**EXERCISE DESCRIPTION**
In your reply, reproduce the lines from the first one below to the line containing "Each *insured* person", inclusive, exactly as they stand.

**Dataset entries**
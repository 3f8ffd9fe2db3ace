//! Claim settlement
//!
//! # Travel claims
//!
//! The affected persons must be a non-empty subset of the insured persons.
//! Each *insured* person receives `coverage / |affected|` (integer division)
//! and the contract is always deactivated.
//!
//! # Vehicle-damage claims
//!
//! Damage must be positive. The full coverage goes to the beneficiary, or to
//! the policy holder when there is none. The contract is deactivated when the
//! damage reaches the total-loss share of the vehicle's original value.
//!
//! In both cases the contract must be active, and a claim whose payout would
//! be zero is rejected.

use rust_decimal::Decimal;
use rust_decimal_macros::dec;
use serde::{Deserialize, Serialize};
use tracing::{debug, instrument};

use core_kernel::money::{ensure_unit_ratio, meets_ratio};
use core_kernel::{Amount, ClaimId, PartyId, Timestamp};
use domain_contract::{InsuranceContract, SingleVehicleContract, TravelContract};
use crate::claim::{ClaimKind, ClaimSettlement};
use crate::error::ClaimError;
use crate::payment::ClaimPayout;

/// Thresholds used when settling claims
#[derive(Debug, Clone, PartialEq, Eq, Serialize, Deserialize)]
#[serde(default)]
pub struct SettlementRules {
    /// Share of the vehicle's original value at which damage is a total loss
    pub total_loss_ratio: Decimal,
}

impl Default for SettlementRules {
    fn default() -> Self {
        Self {
            total_loss_ratio: dec!(0.7),
        }
    }
}

impl SettlementRules {
    pub fn validate(&self) -> Result<(), ClaimError> {
        ensure_unit_ratio(self.total_loss_ratio)?;
        Ok(())
    }

    /// Returns true if `damage` is a total loss for a vehicle worth `value`
    pub fn is_total_loss(&self, damage: Amount, value: Amount) -> Result<bool, ClaimError> {
        Ok(meets_ratio(damage, value, self.total_loss_ratio)?)
    }
}

fn ensure_active<C: InsuranceContract>(contract: &C) -> Result<(), ClaimError> {
    if !contract.is_active() {
        return Err(ClaimError::InvalidContract(format!(
            "Contract {} is inactive",
            contract.contract_number()
        )));
    }
    Ok(())
}

fn ensure_payable(amount: Amount) -> Result<(), ClaimError> {
    if amount <= 0 {
        return Err(ClaimError::invalid(format!(
            "Claim would pay out {}, nothing to settle",
            amount
        )));
    }
    Ok(())
}

/// Validates a travel claim and computes its payouts
#[instrument(skip(contract, affected), fields(contract_number = %contract.contract_number(), affected = affected.len()))]
pub fn assess_travel_claim(
    contract: &TravelContract,
    affected: &[PartyId],
    now: Timestamp,
) -> Result<ClaimSettlement, ClaimError> {
    let mut distinct: Vec<PartyId> = Vec::with_capacity(affected.len());
    for person in affected {
        if !distinct.contains(person) {
            distinct.push(*person);
        }
    }
    if distinct.is_empty() {
        return Err(ClaimError::invalid("Affected persons cannot be empty"));
    }
    if let Some(stranger) = distinct.iter().find(|p| !contract.insures(p)) {
        return Err(ClaimError::UninsuredPerson(stranger.to_string()));
    }
    ensure_active(contract)?;

    let persons = Amount::try_from(distinct.len())
        .map_err(|_| ClaimError::invalid("Too many affected persons"))?;
    let share = contract.coverage_amount() / persons;
    ensure_payable(share)?;
    debug!(share, "travel claim assessed");

    Ok(ClaimSettlement {
        id: ClaimId::new_v7(),
        kind: ClaimKind::Travel,
        contract_number: contract.contract_number().clone(),
        settled_at: now,
        payouts: contract
            .insured_persons()
            .iter()
            .map(|p| ClaimPayout {
                payee: *p,
                amount: share,
            })
            .collect(),
        deactivates_contract: true,
    })
}

/// Validates a vehicle-damage claim and computes its payout
#[instrument(skip(contract, rules), fields(contract_number = %contract.contract_number()))]
pub fn assess_vehicle_claim(
    contract: &SingleVehicleContract,
    expected_damage: Amount,
    rules: &SettlementRules,
    now: Timestamp,
) -> Result<ClaimSettlement, ClaimError> {
    if expected_damage <= 0 {
        return Err(ClaimError::invalid(format!(
            "Expected damage must be positive, got {}",
            expected_damage
        )));
    }
    ensure_active(contract)?;
    ensure_payable(contract.coverage_amount())?;

    let total_loss = rules.is_total_loss(expected_damage, contract.vehicle().original_value)?;
    debug!(total_loss, "vehicle claim assessed");

    Ok(ClaimSettlement {
        id: ClaimId::new_v7(),
        kind: ClaimKind::VehicleDamage,
        contract_number: contract.contract_number().clone(),
        settled_at: now,
        payouts: vec![ClaimPayout {
            payee: contract.payee(),
            amount: contract.coverage_amount(),
        }],
        deactivates_contract: total_loss,
    })
}

/// Assesses a travel claim and deactivates the contract
pub fn settle_travel_claim(
    contract: &mut TravelContract,
    affected: &[PartyId],
    now: Timestamp,
) -> Result<ClaimSettlement, ClaimError> {
    let settlement = assess_travel_claim(contract, affected, now)?;
    settlement.apply(contract)?;
    Ok(settlement)
}

/// Assesses a vehicle-damage claim and deactivates the contract on total loss
pub fn settle_vehicle_claim(
    contract: &mut SingleVehicleContract,
    expected_damage: Amount,
    rules: &SettlementRules,
    now: Timestamp,
) -> Result<ClaimSettlement, ClaimError> {
    let settlement = assess_vehicle_claim(contract, expected_damage, rules, now)?;
    settlement.apply(contract)?;
    Ok(settlement)
}

#[cfg(test)]
mod tests {
    use super::*;

    #[test]
    fn test_total_loss_threshold() {
        let rules = SettlementRules::default();
        assert!(!rules.is_total_loss(10_000, 15_000).unwrap());
        assert!(rules.is_total_loss(10_500, 15_000).unwrap());
        assert!(rules.is_total_loss(11_000, 15_000).unwrap());
    }

    #[test]
    fn test_rules_validation() {
        assert!(SettlementRules::default().validate().is_ok());
        let rules = SettlementRules {
            total_loss_ratio: dec!(-0.1),
        };
        assert!(rules.validate().is_err());
    }
}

**ANSWER TO THE PROBLEM**
repository 3f8ffd9fe2db3ace
//! Claim settlement
//!
//! # Travel claims
//!
//! The affected persons must be a non-empty subset of the insured persons.
//! Each *insured* person receives `coverage / |affected|` (integer division)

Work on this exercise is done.